Google Found Guilty of Antitrust Violation
A U.S. judge ruled that Google violated antitrust law, spending billions of dollars to create an illegal monopoly and become the world's default search engine.
It’s the first big win for federal authorities taking on Big Tech's market dominance.
Google controls about 90% of the online search market, and 95% on smartphones.
The ruling said it paid over $26 billion in 2021 alone to ensure that its search engine was the default on smartphones and browsers, and to keep its dominant market share.
Parent firm Alphabet said it plans to appeal the ruling. The legal wrangling could play out into next year, or even 2026.
The decision paves the way for a second trial to determine potential fixes, including a possible breakup of Alphabet.
That would change the landscape of the online advertising world that Google has dominated for years.
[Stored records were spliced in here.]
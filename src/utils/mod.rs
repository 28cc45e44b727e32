//! Utility modules for configuration and error handling.

pub mod config;
pub mod error;

// Re-export commonly used error types for convenience
pub use error::{LoadError, OutputError, QueryError};
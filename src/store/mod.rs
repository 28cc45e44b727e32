//! In-memory record store.
//!
//! This module owns the merged records of a load and the operations
//! that reorder or narrow them:
//! - Sort by statistic or key segment
//! - Exclude / match on a key segment
//! - Independent copies via `clone()`

pub mod dataset;
pub mod query;

// Re-export main types
pub use dataset::DataSet;
pub use query::{KeyField, Matcher, SortField};
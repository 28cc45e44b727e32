//! In-place sort and filter operations on a [`DataSet`].

use super::dataset::DataSet;
use crate::parser::schema::Record;
use crate::utils::error::QueryError;
use log::debug;
use regex::Regex;
use std::cmp::Ordering;
use std::fmt;
use std::str::FromStr;

/// Field a data set can be sorted by
#[derive(Debug, Clone, Copy, PartialEq, Eq)]
pub enum SortField {
    Longest,
    Total,
    Count,
    Shortest,
    /// 1-based path segment, compared as text
    Key(usize),
}

impl FromStr for SortField {
    type Err = QueryError;

    fn from_str(s: &str) -> Result<Self, Self::Err> {
        match s {
            "longest" => Ok(SortField::Longest),
            "total" => Ok(SortField::Total),
            "count" => Ok(SortField::Count),
            "shortest" => Ok(SortField::Shortest),
            other => parse_key_index(other)
                .map(SortField::Key)
                .ok_or_else(|| QueryError::UnknownSortField(other.to_string())),
        }
    }
}

impl fmt::Display for SortField {
    fn fmt(&self, f: &mut fmt::Formatter<'_>) -> fmt::Result {
        match self {
            SortField::Longest => write!(f, "longest"),
            SortField::Total => write!(f, "total"),
            SortField::Count => write!(f, "count"),
            SortField::Shortest => write!(f, "shortest"),
            SortField::Key(n) => write!(f, "key{}", n),
        }
    }
}

impl SortField {
    /// Ascending comparison of two records on this field
    fn compare(self, a: &Record, b: &Record) -> Ordering {
        match self {
            SortField::Longest => a.stats.longest.total_cmp(&b.stats.longest),
            SortField::Total => a.stats.total.total_cmp(&b.stats.total),
            SortField::Count => a.stats.count.cmp(&b.stats.count),
            SortField::Shortest => a.stats.shortest.total_cmp(&b.stats.shortest),
            SortField::Key(n) => a.key(n).unwrap_or("").cmp(b.key(n).unwrap_or("")),
        }
    }
}

/// A `keyN` field naming the 1-based path segment to filter on
#[derive(Debug, Clone, Copy, PartialEq, Eq)]
pub struct KeyField(pub usize);

impl FromStr for KeyField {
    type Err = QueryError;

    fn from_str(s: &str) -> Result<Self, Self::Err> {
        parse_key_index(s)
            .map(KeyField)
            .ok_or_else(|| QueryError::InvalidKeyField(s.to_string()))
    }
}

/// Parse `keyN` with N >= 1
///
/// **Private** - shared by SortField and KeyField
fn parse_key_index(s: &str) -> Option<usize> {
    let digits = s.strip_prefix("key")?;
    if digits.is_empty() || !digits.bytes().all(|b| b.is_ascii_digit()) {
        return None;
    }
    digits.parse().ok().filter(|&n| n > 0)
}

/// How a filter value is compared against a path segment
#[derive(Debug, Clone)]
pub enum Matcher {
    /// Whole-segment string equality
    Exact { value: String, case_sensitive: bool },

    /// Unanchored regular expression search, case-sensitive unless the
    /// pattern itself carries `(?i)`
    Pattern(Regex),
}

impl Matcher {
    pub fn exact(value: impl Into<String>, case_sensitive: bool) -> Self {
        Matcher::Exact {
            value: value.into(),
            case_sensitive,
        }
    }

    /// Compile `pattern` as written
    pub fn pattern(pattern: &str) -> Result<Self, QueryError> {
        Ok(Matcher::Pattern(Regex::new(pattern)?))
    }

    /// `/regex/` is a pattern, anything else an exact string
    ///
    /// `case_sensitive` applies to exact strings only. An empty pattern
    /// (`//`) is the literal string `//`.
    pub fn parse(value: &str, case_sensitive: bool) -> Result<Self, QueryError> {
        match value
            .strip_prefix('/')
            .and_then(|rest| rest.strip_suffix('/'))
        {
            Some(pattern) if !pattern.is_empty() => Self::pattern(pattern),
            _ => Ok(Self::exact(value, case_sensitive)),
        }
    }

    pub fn is_match(&self, segment: &str) -> bool {
        match self {
            Matcher::Exact {
                value,
                case_sensitive: true,
            } => segment == value,
            Matcher::Exact {
                value,
                case_sensitive: false,
            } => segment.to_lowercase() == value.to_lowercase(),
            Matcher::Pattern(regex) => regex.is_match(segment),
        }
    }
}

impl DataSet {
    /// Sort by a field name (`longest`, `total`, `count`, `shortest`, `keyN`)
    ///
    /// Largest first unless `reverse` is set. Key fields compare as text.
    ///
    /// # Errors
    /// * `QueryError::UnknownSortField` - Unrecognized field name
    pub fn sort(&mut self, field: &str, reverse: bool) -> Result<(), QueryError> {
        let field: SortField = field.parse()?;
        self.sort_by_field(field, reverse);
        Ok(())
    }

    pub fn sort_by_field(&mut self, field: SortField, reverse: bool) {
        debug!("Sorting {} records by {} (reverse: {})", self.count(), field, reverse);

        self.records_mut().sort_by(|a, b| {
            let ascending = field.compare(a, b);
            if reverse {
                ascending
            } else {
                ascending.reverse()
            }
        });
        self.set_sort_label(field.to_string());
    }

    /// Remove records whose `key` segment matches; returns the remaining count
    ///
    /// Records without that segment are kept.
    pub fn exclude(&mut self, key: &str, matcher: &Matcher) -> Result<usize, QueryError> {
        let KeyField(n) = key.parse()?;
        self.records_mut()
            .retain(|record| !record.key(n).is_some_and(|segment| matcher.is_match(segment)));
        debug!("Exclude on {} left {} records", key, self.count());
        Ok(self.count())
    }

    /// Keep only records whose `key` segment matches; returns the remaining count
    ///
    /// Records without that segment are removed.
    pub fn match_key(&mut self, key: &str, matcher: &Matcher) -> Result<usize, QueryError> {
        let KeyField(n) = key.parse()?;
        self.records_mut()
            .retain(|record| record.key(n).is_some_and(|segment| matcher.is_match(segment)));
        debug!("Match on {} left {} records", key, self.count());
        Ok(self.count())
    }
}
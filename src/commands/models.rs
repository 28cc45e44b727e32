use crate::parser::LoadOptions;
use crate::store::{KeyField, Matcher};
use crate::utils::config::DEFAULT_SORT_FIELD;
use crate::utils::error::QueryError;
use std::path::PathBuf;
use std::str::FromStr;

/// Which dump files to read and how
///
/// **Public** - used by main.rs to construct from CLI args
#[derive(Debug, Clone)]
pub struct SourceArgs {
    /// Dump files, in load order (empty = default file)
    pub files: Vec<PathBuf>,

    /// Delete each file once it has been read
    pub delete_after_read: bool,

    /// Share-lock files while reading
    pub lock_file: bool,
}

impl Default for SourceArgs {
    fn default() -> Self {
        Self {
            files: Vec::new(),
            delete_after_read: false,
            lock_file: true,
        }
    }
}

impl SourceArgs {
    pub fn to_load_options(&self) -> LoadOptions {
        LoadOptions::from_files(self.files.iter().cloned())
            .with_delete_after_read(self.delete_after_read)
            .with_lock_file(self.lock_file)
    }
}

/// A `keyN=value` filter from the command line
#[derive(Debug, Clone, PartialEq)]
pub struct FilterSpec {
    pub key: String,
    pub value: String,
}

impl FromStr for FilterSpec {
    type Err = QueryError;

    fn from_str(s: &str) -> Result<Self, Self::Err> {
        let (key, value) = s
            .split_once('=')
            .ok_or_else(|| QueryError::InvalidKeyField(s.to_string()))?;
        let KeyField(_) = key.parse()?;
        Ok(Self {
            key: key.to_string(),
            value: value.to_string(),
        })
    }
}

impl FilterSpec {
    pub fn matcher(&self, case_sensitive: bool) -> Result<Matcher, QueryError> {
        Matcher::parse(&self.value, case_sensitive)
    }
}

/// Sort and filter settings applied after loading
#[derive(Debug, Clone)]
pub struct QueryArgs {
    /// Sort field name
    pub sort: String,

    /// Smallest first
    pub reverse: bool,

    /// Records to drop, applied in order
    pub excludes: Vec<FilterSpec>,

    /// Records to keep, applied after excludes
    pub matches: Vec<FilterSpec>,

    /// Compare filter values case-sensitively
    pub case_sensitive: bool,
}

impl Default for QueryArgs {
    fn default() -> Self {
        Self {
            sort: DEFAULT_SORT_FIELD.to_string(),
            reverse: false,
            excludes: Vec::new(),
            matches: Vec::new(),
            case_sensitive: false,
        }
    }
}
Now the ruling is also a green light to aggressive U.S. antitrust enforcers prosecuting Big Tech, a sector that has been under fire from across the political spectrum.
Shares of Alphabet fell 4.5% amid a broad decline in tech shares as the wider stock market plunged over fears of a recession.
Google’s dominance in the search market was evidence of its monopoly, the ruling found.
Google “enjoys an 89.2% share of the market for general search services, which increases to 94.9% on mobile devices”, the ruling said.
The decision represents a major setback for Google and its parent company, Alphabet, which had argued that its popularity stemmed from consumers’ overwhelming desire to use a search engine that has become synonymous with looking things up online.
Google’s search engine processes an estimated 8.5 billion queries every day worldwide, nearly double its daily volume from 12 years ago, according to a recent study by investment firm BOND.